> _Problem requirements_
Please copy each line of the records below that holds the word "HashMap".

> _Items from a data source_

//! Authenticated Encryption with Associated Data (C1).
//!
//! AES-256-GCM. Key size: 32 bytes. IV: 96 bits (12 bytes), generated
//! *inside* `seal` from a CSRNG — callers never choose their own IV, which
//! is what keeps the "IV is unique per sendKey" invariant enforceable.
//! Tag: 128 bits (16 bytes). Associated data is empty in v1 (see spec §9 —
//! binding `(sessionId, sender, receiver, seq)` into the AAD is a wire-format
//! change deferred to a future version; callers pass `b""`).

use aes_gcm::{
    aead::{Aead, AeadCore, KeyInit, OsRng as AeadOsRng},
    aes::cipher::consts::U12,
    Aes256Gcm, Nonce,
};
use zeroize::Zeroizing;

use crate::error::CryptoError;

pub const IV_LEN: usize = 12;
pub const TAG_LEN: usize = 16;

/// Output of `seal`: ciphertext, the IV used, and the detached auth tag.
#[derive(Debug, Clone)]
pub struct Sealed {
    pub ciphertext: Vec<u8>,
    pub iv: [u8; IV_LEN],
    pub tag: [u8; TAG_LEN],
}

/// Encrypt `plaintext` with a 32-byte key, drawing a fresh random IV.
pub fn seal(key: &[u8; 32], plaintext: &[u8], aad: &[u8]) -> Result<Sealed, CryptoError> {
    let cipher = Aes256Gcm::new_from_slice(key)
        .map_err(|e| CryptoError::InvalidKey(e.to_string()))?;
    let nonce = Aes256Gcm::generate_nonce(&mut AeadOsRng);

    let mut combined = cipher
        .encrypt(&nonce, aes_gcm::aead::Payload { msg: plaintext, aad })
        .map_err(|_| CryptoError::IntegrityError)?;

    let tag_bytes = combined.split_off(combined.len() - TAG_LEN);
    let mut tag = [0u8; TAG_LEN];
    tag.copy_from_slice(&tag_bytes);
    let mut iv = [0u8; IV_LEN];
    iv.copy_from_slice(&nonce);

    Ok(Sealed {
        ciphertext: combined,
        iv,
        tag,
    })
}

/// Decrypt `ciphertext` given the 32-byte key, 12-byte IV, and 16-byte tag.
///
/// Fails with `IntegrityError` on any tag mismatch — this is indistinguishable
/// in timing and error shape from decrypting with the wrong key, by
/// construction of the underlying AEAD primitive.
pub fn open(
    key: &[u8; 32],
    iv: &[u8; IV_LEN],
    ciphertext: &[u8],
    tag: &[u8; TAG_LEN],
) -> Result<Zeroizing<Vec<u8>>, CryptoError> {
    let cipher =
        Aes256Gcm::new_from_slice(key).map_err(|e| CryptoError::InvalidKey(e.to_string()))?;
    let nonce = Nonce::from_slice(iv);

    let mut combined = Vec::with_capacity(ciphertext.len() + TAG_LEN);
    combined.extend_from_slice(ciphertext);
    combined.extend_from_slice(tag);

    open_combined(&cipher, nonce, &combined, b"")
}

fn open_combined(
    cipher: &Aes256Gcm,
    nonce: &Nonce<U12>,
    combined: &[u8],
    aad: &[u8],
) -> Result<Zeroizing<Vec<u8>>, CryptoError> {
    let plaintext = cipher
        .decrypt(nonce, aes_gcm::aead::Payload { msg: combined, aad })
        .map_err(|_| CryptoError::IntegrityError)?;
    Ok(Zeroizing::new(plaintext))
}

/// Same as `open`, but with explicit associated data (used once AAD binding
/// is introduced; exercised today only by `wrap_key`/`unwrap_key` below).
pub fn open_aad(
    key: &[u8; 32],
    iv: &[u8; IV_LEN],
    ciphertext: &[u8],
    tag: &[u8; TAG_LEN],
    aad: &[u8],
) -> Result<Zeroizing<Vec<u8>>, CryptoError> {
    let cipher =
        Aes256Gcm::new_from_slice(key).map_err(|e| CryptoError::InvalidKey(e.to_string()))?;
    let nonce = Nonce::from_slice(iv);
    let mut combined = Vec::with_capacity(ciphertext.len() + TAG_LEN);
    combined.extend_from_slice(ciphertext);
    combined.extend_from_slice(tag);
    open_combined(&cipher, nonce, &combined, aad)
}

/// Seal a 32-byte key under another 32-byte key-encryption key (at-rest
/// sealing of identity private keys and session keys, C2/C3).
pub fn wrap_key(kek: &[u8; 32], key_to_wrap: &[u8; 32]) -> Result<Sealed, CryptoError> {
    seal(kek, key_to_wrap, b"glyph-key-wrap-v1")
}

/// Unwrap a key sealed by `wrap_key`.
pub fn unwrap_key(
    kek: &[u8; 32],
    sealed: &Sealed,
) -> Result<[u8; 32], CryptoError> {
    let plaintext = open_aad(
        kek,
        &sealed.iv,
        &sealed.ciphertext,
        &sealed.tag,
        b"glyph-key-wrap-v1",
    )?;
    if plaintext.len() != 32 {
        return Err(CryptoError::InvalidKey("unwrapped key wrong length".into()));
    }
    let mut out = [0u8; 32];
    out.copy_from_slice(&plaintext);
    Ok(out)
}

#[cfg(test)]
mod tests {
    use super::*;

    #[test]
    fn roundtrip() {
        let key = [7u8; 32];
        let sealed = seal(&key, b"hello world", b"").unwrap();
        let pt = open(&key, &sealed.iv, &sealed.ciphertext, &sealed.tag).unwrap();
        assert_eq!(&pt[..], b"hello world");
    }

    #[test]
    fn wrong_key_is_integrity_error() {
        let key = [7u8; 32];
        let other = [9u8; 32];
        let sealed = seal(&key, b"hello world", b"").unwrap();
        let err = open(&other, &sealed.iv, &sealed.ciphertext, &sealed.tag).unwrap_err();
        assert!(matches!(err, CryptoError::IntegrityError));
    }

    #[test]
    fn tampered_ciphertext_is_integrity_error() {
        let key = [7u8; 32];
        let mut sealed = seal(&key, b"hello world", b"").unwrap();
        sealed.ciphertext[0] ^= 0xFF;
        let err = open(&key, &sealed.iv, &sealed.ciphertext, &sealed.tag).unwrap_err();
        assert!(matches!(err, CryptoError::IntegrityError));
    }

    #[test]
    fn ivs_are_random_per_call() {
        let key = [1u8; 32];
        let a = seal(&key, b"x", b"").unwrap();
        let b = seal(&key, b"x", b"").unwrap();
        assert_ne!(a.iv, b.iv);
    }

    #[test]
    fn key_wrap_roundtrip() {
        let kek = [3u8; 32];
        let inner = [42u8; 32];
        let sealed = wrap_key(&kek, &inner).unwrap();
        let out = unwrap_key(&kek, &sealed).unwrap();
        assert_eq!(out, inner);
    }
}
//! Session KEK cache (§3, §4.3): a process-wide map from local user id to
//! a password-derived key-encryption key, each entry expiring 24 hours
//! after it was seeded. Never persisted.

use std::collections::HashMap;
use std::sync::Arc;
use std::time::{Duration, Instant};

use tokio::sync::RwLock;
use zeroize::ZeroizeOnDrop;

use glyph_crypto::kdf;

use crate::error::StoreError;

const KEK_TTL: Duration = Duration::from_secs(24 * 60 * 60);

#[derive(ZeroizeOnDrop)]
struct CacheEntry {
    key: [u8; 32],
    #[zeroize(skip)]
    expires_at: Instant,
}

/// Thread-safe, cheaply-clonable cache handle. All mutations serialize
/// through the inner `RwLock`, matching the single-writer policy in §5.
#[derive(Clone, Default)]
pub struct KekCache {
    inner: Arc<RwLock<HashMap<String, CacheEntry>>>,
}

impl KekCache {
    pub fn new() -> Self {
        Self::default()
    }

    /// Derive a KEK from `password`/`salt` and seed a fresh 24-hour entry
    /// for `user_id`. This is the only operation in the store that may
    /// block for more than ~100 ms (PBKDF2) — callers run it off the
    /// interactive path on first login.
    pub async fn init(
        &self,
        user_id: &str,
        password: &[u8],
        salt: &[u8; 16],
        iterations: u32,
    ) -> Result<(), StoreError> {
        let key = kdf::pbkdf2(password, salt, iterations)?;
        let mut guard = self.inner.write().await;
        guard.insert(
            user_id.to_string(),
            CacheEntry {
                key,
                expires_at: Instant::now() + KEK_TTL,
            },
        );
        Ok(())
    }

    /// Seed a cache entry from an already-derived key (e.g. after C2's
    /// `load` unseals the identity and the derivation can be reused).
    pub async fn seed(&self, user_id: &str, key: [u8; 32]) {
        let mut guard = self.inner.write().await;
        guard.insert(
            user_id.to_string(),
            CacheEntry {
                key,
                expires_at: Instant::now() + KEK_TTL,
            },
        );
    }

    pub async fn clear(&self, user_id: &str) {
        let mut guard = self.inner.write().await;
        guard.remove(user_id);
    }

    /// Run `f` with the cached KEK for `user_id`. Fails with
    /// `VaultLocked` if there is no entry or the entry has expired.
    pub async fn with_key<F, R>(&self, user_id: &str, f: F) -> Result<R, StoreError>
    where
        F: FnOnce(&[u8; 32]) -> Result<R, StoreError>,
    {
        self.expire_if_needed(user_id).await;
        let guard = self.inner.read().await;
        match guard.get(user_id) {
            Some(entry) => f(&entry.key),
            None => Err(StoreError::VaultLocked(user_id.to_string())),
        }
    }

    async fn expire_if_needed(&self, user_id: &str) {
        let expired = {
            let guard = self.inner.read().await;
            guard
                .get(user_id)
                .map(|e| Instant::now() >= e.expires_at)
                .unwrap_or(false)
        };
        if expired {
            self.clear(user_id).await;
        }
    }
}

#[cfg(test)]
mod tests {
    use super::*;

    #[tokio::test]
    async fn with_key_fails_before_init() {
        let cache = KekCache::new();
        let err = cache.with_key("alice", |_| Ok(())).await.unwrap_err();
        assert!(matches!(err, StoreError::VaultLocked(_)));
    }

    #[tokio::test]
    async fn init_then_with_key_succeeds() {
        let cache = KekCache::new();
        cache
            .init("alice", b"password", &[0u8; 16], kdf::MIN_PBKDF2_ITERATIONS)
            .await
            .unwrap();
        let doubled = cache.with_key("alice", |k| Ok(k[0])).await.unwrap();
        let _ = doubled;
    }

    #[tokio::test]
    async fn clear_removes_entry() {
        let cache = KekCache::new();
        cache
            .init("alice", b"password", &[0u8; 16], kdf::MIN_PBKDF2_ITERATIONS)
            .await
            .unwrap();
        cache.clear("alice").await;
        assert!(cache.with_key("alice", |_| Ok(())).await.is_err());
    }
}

> _Reply_
use std::collections::HashMap;
    inner: Arc<RwLock<HashMap<String, CacheEntry>>>,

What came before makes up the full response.